Vruum, num simples estalar de dedos que dura um dia e meio de viagem, já cá estamos para o Suécia-França e temos a oportunidade de ver a Suécia empurrar a França para o indesejável jogo com a Espanha nos quartos-de-final. Culpa de quem? Ibrahimovic, claro. Um sensacional golo acrobático indica o caminho da vitória sueca. Na zona mista, o capitão está animado. Brinca com um jornalista italiano (“Queres dicas para ganhar à Inglaterra?”), conversa longamente com os suecos e depois… bem, depois é o cabo dos trabalhos. Ou das Tormentas. Afinal estamos frente a frente com o personagem a quem a directora do colégio em Malmö proibira os professores de castigar pela simples razão de isso ser muito pior do que deixá-lo à solta. “A única vez que o castiguei fechei–o numa sala. Partiu os móveis todos a pontapé. Tinha 11 anos.”

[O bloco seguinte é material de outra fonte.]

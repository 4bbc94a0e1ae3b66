//! Model-free capabilities
//!
//! Replays a speed-limit sign drifting from the middle of the frame toward
//! the right edge, the way a roadside sign moves while driving past it.

use std::sync::atomic::{AtomicU32, Ordering};

use image::GrayImage;
use tracing::debug;
use video_frame::{BoundingBox, VideoFrame};

use crate::capability::{Detector, Recognizer, TrackSequence, Tracker};
use crate::{ObjectObservation, PerceptionError, TextCandidate};

/// Detector reporting one square sign plus a weak decoy
pub struct MockDetector {
    /// Sign height (normalized)
    pub sign_height: f32,
    /// Confidence of the sign
    pub confidence: f32,
}

impl Default for MockDetector {
    fn default() -> Self {
        Self {
            sign_height: 0.12,
            confidence: 0.92,
        }
    }
}

impl Detector for MockDetector {
    fn detect(&self, frame: &VideoFrame) -> Result<Vec<ObjectObservation>, PerceptionError> {
        if frame.width == 0 || frame.height == 0 {
            return Err(PerceptionError::InvalidFrame);
        }

        // Square in pixels, so narrower than tall on a landscape frame
        let height = self.sign_height;
        let width = height * frame.height as f32 / frame.width as f32;
        let sign = BoundingBox::new(0.5 - width / 2.0, 0.4, width, height)
            .map_err(|e| PerceptionError::Inference(e.to_string()))?;
        let decoy = BoundingBox::new(0.1, 0.7, width, height)
            .map_err(|e| PerceptionError::Inference(e.to_string()))?;

        Ok(vec![
            ObjectObservation::new(decoy, 0.35),
            ObjectObservation::new(sign, self.confidence),
        ])
    }
}

/// Tracker whose sessions push the reference a little to the right on every call
pub struct MockTracker {
    /// Horizontal drift per tracked frame (normalized)
    pub drift: f32,
    /// Reported confidence
    pub confidence: f32,
}

impl Default for MockTracker {
    fn default() -> Self {
        Self {
            drift: 0.01,
            confidence: 0.9,
        }
    }
}

impl Tracker for MockTracker {
    fn begin_session(&self) -> Result<Box<dyn TrackSequence>, PerceptionError> {
        Ok(Box::new(MockSequence {
            drift: self.drift,
            confidence: self.confidence,
            steps: 0,
        }))
    }
}

struct MockSequence {
    drift: f32,
    confidence: f32,
    steps: u32,
}

impl TrackSequence for MockSequence {
    fn track(
        &mut self,
        _frame: &VideoFrame,
        reference: &ObjectObservation,
    ) -> Result<Vec<ObjectObservation>, PerceptionError> {
        self.steps += 1;
        let bbox = reference.bounding_box;
        let x = (bbox.x() + self.drift).min(1.0 - bbox.width());
        let moved = BoundingBox::new(x, bbox.y(), bbox.width(), bbox.height())
            .map_err(|e| PerceptionError::Inference(e.to_string()))?;

        debug!("Mock track step {} -> x={:.3}", self.steps, x);
        Ok(vec![ObjectObservation::new(moved, self.confidence)])
    }
}

/// Recognizer returning a fixed reading, after an optional number of misreads
pub struct MockRecognizer {
    text: String,
    confidence: f32,
    misreads: AtomicU32,
}

impl MockRecognizer {
    pub fn new(text: impl Into<String>, confidence: f32) -> Self {
        Self {
            text: text.into(),
            confidence,
            misreads: AtomicU32::new(0),
        }
    }

    /// Answer the first `count` calls with an unreadable low-confidence result
    pub fn with_misreads(self, count: u32) -> Self {
        self.misreads.store(count, Ordering::Relaxed);
        self
    }
}

impl Default for MockRecognizer {
    fn default() -> Self {
        // "O" for "0" is the most common confusion on real signs
        Self::new("6O", 0.82).with_misreads(2)
    }
}

impl Recognizer for MockRecognizer {
    fn recognize(&self, image: &GrayImage) -> Result<Vec<TextCandidate>, PerceptionError> {
        if image.width() == 0 || image.height() == 0 {
            return Err(PerceptionError::InvalidFrame);
        }

        let misread = self
            .misreads
            .fetch_update(Ordering::Relaxed, Ordering::Relaxed, |n| n.checked_sub(1))
            .is_ok();
        if misread {
            return Ok(vec![TextCandidate::new("?", 0.3)]);
        }

        Ok(vec![TextCandidate::new(self.text.clone(), self.confidence)])
    }
}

As suas travessuras são mais que muitas. Uma vez fez-se passar por polícia no Red Light District de Malmö e prendeu um homem a falar com uma prostituta. Trata-se de um médium e acabam todos presos quando um polícia verdadeiro os vê a discutir quase à chapada. No seu primeiro dia no Ajax, um companheiro oferece-lhe boleia. “Cá me arranjo”, recusa Ibra orgulhosamente. No dia seguinte aparece de Ferrari. Desta vez o Ferrari é o autocarro da Sweden estacionado lá fora. Como não queremos uma reacção à Van der Vaart, já temos o guião estudado e fazemos-lhes as perguntas de sempre sobre o jogo, o golo, os favoritos do Euro, a braçadeira de capitão, o Mundial-2014, o Milan e… Van der Vaart. O sueco olha-nos de frente, agarra na nossa credencial e pergunta “jornalista hein?! De quê, confusão? Sorte a tua, senão…” e pisca-nos o olho antes de abandonar a zona mista, o estádio e o Europeu. Hããã, quem diria, Van der Vaart e Ibrahimovic sintonizados. Valeu a pena toda a trabalheira e não levámos nenhum selo. Físico, pelo menos.